Analytical approaches that incorporate phylogenetic relationships between taxa can help to link the evolution of functional traits with adaptation to abiotic or biotic environments. Such ‘phylogenetic correction’ can provide a surrogate of functional trait differences between taxa, and may be particularly important in the presence of missing or complex trait information[61]. We constructed a phylogeny to represent approximate relationships between the plant MOTUs used in this analysis. To do this, we used a backbone supertree of the European flora[78]. We first identified MOTUs that corresponded to single plant species that were present in the backbone phylogeny (n = 26). We then grafted terminal branches onto the tree to represent MOTUs that comprised multiple species or higher taxa. For each such MOTU we attached the terminal branch to a node in the phylogenetic tree representing the lowest taxonomic level among genus (75 MOTUs), tribe (7 MOTUs), subfamily (5 MOTUs) and family (18 MOTUs) that comprised all component taxa of the MOTU and was identifiable in the tree.

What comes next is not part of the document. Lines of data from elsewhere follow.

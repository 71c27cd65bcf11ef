use std::str::FromStr;

use serde::{Deserialize, Serialize};

use crate::error::{AxisError, AxisResult};

/// Compact suffixes for large integers: `(threshold, divisor, suffix, decimals)`.
const COMPACT_UNITS: [(f64, f64, &str, usize); 3] = [
    (1_000_000_000.0, 1_000_000_000.0, "bn", 2),
    (1_000_000.0, 1_000_000.0, "m", 2),
    (10_000.0, 1_000.0, "k", 1),
];

/// How tick values are rendered as text.
#[derive(Debug, Clone, Copy, PartialEq, Eq, Hash, Serialize, Deserialize, Default)]
#[serde(rename_all = "snake_case")]
pub enum NumberDisplayMode {
    /// Whole numbers grouped by thousands, no suffix.
    PlainInteger,
    /// Whole numbers abbreviated with `k`, `m` or `bn` suffixes.
    CompactInteger,
    /// Grouped decimals with a precision shared across all values.
    #[default]
    Float,
    /// Values multiplied by 100 with a trailing `%`.
    Percent,
}

impl FromStr for NumberDisplayMode {
    type Err = AxisError;

    fn from_str(value: &str) -> Result<Self, Self::Err> {
        match value.trim().to_ascii_lowercase().as_str() {
            "integer" | "plain_integer" | "plain-integer" => Ok(Self::PlainInteger),
            "compact" | "compact_integer" | "compact-integer" => Ok(Self::CompactInteger),
            "float" | "decimal" => Ok(Self::Float),
            "percent" | "percentage" => Ok(Self::Percent),
            other => Err(AxisError::InvalidConfig(format!(
                "unknown number display mode `{other}`"
            ))),
        }
    }
}

/// Formatter settings shared by every label of one tick set.
#[derive(Debug, Clone, Copy, PartialEq, Eq, Serialize, Deserialize)]
#[serde(default)]
pub struct NumberFormat {
    pub mode: NumberDisplayMode,
    /// Prefix `$`; ignored in percent mode.
    pub currency: bool,
    pub show_trailing_zeroes: bool,
}

impl Default for NumberFormat {
    fn default() -> Self {
        Self {
            mode: NumberDisplayMode::Float,
            currency: false,
            show_trailing_zeroes: true,
        }
    }
}

impl NumberFormat {
    #[must_use]
    pub fn new(mode: NumberDisplayMode) -> Self {
        Self {
            mode,
            ..Self::default()
        }
    }

    #[must_use]
    pub fn with_currency(mut self, currency: bool) -> Self {
        self.currency = currency;
        self
    }

    #[must_use]
    pub fn with_trailing_zeroes(mut self, show_trailing_zeroes: bool) -> Self {
        self.show_trailing_zeroes = show_trailing_zeroes;
        self
    }

    /// Parses a display mode name into a format with default flags.
    pub fn parse_mode(mode: &str) -> AxisResult<Self> {
        Ok(Self::new(mode.parse()?))
    }

    pub fn format(self, values: &[f64]) -> Vec<String> {
        format_values(values, self)
    }
}

/// Decimal places shared by labels of `values`, derived from the order of
/// magnitude of their spread.
///
/// Zero or undefined spreads use one decimal place.
#[must_use]
pub fn decimal_precision(values: &[f64]) -> usize {
    let finite = values.iter().copied().filter(|value| !value.is_nan());
    let (min, max) = finite.fold((f64::INFINITY, f64::NEG_INFINITY), |(min, max), value| {
        (min.min(value), max.max(value))
    });
    let range = max - min;
    if !range.is_finite() || range == 0.0 {
        return 1;
    }

    let magnitude = range.log10().floor() as i64;
    match magnitude {
        m if m > 1 => 0,
        1 => 1,
        m => m.unsigned_abs() as usize + 2,
    }
}

/// Formats every value with one shared precision and display mode.
#[must_use]
pub fn format_values(values: &[f64], format: NumberFormat) -> Vec<String> {
    match format.mode {
        NumberDisplayMode::PlainInteger => values
            .iter()
            .map(|value| {
                format_whole_number(*value, format, |value| format_grouped(value, 0), "")
            })
            .collect(),
        NumberDisplayMode::CompactInteger => values
            .iter()
            .map(|value| format_compact(*value, format))
            .collect(),
        NumberDisplayMode::Float => {
            let precision = decimal_precision(values);
            values
                .iter()
                .map(|value| {
                    let text = finish_number(format_grouped(*value, precision), format);
                    with_currency(text, format.currency)
                })
                .collect()
        }
        NumberDisplayMode::Percent => {
            let scaled: Vec<f64> = values.iter().map(|value| value * 100.0).collect();
            let precision = decimal_precision(&scaled);
            scaled
                .iter()
                .map(|value| {
                    let mut text = finish_number(format_grouped(*value, precision), format);
                    text.push('%');
                    text
                })
                .collect()
        }
    }
}

/// Formats one integer-like value with a `k`/`m`/`bn` suffix.
#[must_use]
pub fn format_compact_integer(value: f64, show_trailing_zeroes: bool) -> String {
    format_compact(
        value,
        NumberFormat::new(NumberDisplayMode::CompactInteger)
            .with_trailing_zeroes(show_trailing_zeroes),
    )
}

/// Removes trailing fractional zeroes and a dangling decimal point.
///
/// Integer digits are never touched.
#[must_use]
pub fn strip_trailing_zeroes(text: &str) -> &str {
    let mut stripped = text;
    while stripped.contains('.') && (stripped.ends_with('0') || stripped.ends_with('.')) {
        stripped = &stripped[..stripped.len() - 1];
    }
    stripped
}

/// Inserts `,` separators into the integer digits of a formatted number.
#[must_use]
pub fn group_thousands(text: &str) -> String {
    let (sign, unsigned) = match text.strip_prefix('-') {
        Some(rest) => ("-", rest),
        None => ("", text),
    };
    let (integer, fraction) = match unsigned.split_once('.') {
        Some((integer, fraction)) => (integer, Some(fraction)),
        None => (unsigned, None),
    };
    if !integer.bytes().all(|byte| byte.is_ascii_digit()) {
        return text.to_owned();
    }

    let mut grouped = String::with_capacity(text.len() + integer.len() / 3);
    grouped.push_str(sign);
    for (index, digit) in integer.chars().enumerate() {
        if index > 0 && (integer.len() - index) % 3 == 0 {
            grouped.push(',');
        }
        grouped.push(digit);
    }
    if let Some(fraction) = fraction {
        grouped.push('.');
        grouped.push_str(fraction);
    }
    grouped
}

fn format_compact(value: f64, format: NumberFormat) -> String {
    let magnitude = value.abs();
    let unit = COMPACT_UNITS
        .iter()
        .find(|(threshold, ..)| magnitude >= *threshold);
    match unit {
        Some((_, divisor, suffix, decimals)) => format_whole_number(
            value,
            format,
            |value| format_grouped(value / divisor, *decimals),
            suffix,
        ),
        None => format_whole_number(value, format, |value| format_grouped(value, 0), ""),
    }
}

fn format_whole_number(
    value: f64,
    format: NumberFormat,
    render: impl Fn(f64) -> String,
    suffix: &str,
) -> String {
    if value == 0.0 {
        return "0".to_owned();
    }
    let mut text = finish_number(render(value), format);
    text.push_str(suffix);
    with_currency(text, format.currency)
}

fn finish_number(text: String, format: NumberFormat) -> String {
    let text = if format.show_trailing_zeroes {
        text
    } else {
        strip_trailing_zeroes(&text).to_owned()
    };
    text.replace("nan", "")
}

fn with_currency(text: String, currency: bool) -> String {
    if currency { format!("${text}") } else { text }
}

fn format_grouped(value: f64, precision: usize) -> String {
    if value.is_nan() {
        return "nan".to_owned();
    }
    if value.is_infinite() {
        return if value > 0.0 { "inf" } else { "-inf" }.to_owned();
    }
    group_thousands(&format!("{value:.precision$}"))
}
use criterion::{Criterion, criterion_group, criterion_main};
use nice_axis::api::{Axis, RecordingSurface, ValueAxisConfig, tune_value_axis};
use nice_axis::core::{RangePadding, TickStrategy, generate_ticks, select_ticks};
use nice_axis::format::{NumberDisplayMode, NumberFormat, format_values};
use std::hint::black_box;

fn bench_select_ticks_bracketing(c: &mut Criterion) {
    let (lo, hi) = RangePadding::default()
        .pad(-2.5, 97.0)
        .expect("valid padding");

    c.bench_function("select_ticks_bracketing", |b| {
        b.iter(|| {
            let _ = select_ticks(
                black_box(lo),
                black_box(hi),
                black_box(5),
                TickStrategy::MagnitudeBracketing,
            )
            .expect("selection should succeed");
        })
    });
}

fn bench_select_ticks_refinement(c: &mut Criterion) {
    c.bench_function("select_ticks_refinement", |b| {
        b.iter(|| {
            let _ = select_ticks(
                black_box(0.012),
                black_box(0.087),
                black_box(4),
                TickStrategy::BidirectionalRefinement,
            )
            .expect("selection should succeed");
        })
    });
}

fn bench_generate_ticks_10k(c: &mut Criterion) {
    c.bench_function("generate_ticks_10k", |b| {
        b.iter(|| {
            let _ = generate_ticks(black_box(0.0), black_box(10_000.0), black_box(1.0))
                .expect("generation should succeed");
        })
    });
}

fn bench_format_compact_labels_1k(c: &mut Criterion) {
    let values: Vec<f64> = (0..1_000).map(|i| f64::from(i) * 12_345.0).collect();
    let format = NumberFormat::new(NumberDisplayMode::CompactInteger);

    c.bench_function("format_compact_labels_1k", |b| {
        b.iter(|| {
            let _ = format_values(black_box(&values), format);
        })
    });
}

fn bench_tune_value_axis(c: &mut Criterion) {
    let config = ValueAxisConfig::default();

    c.bench_function("tune_value_axis", |b| {
        b.iter(|| {
            let mut surface =
                RecordingSurface::new().with_data_range(Axis::Vertical, 1_200.0, 48_700.0);
            let _ = tune_value_axis(&mut surface, Axis::Vertical, black_box(&config))
                .expect("tuning should succeed");
        })
    });
}

criterion_group!(
    benches,
    bench_select_ticks_bracketing,
    bench_select_ticks_refinement,
    bench_generate_ticks_10k,
    bench_format_compact_labels_1k,
    bench_tune_value_axis
);
criterion_main!(benches);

We then pruned all redundant species in the tree to leave a phylogeny containing 131 MOTU tips (Supplementary Fig. 8). We incorporated this phylogeny into a reanalysis of the relationship between MOTU trait categories and MOTU scores along individual OMI ordination axes. We used generalized least squares to simultaneously estimate phylogenetic signal (Pagel’s Lambda) and other model parameters[79].

Data availability

The data set of this study is published by Willerslev et al.[12]. Additional data are available from the corresponding author upon request.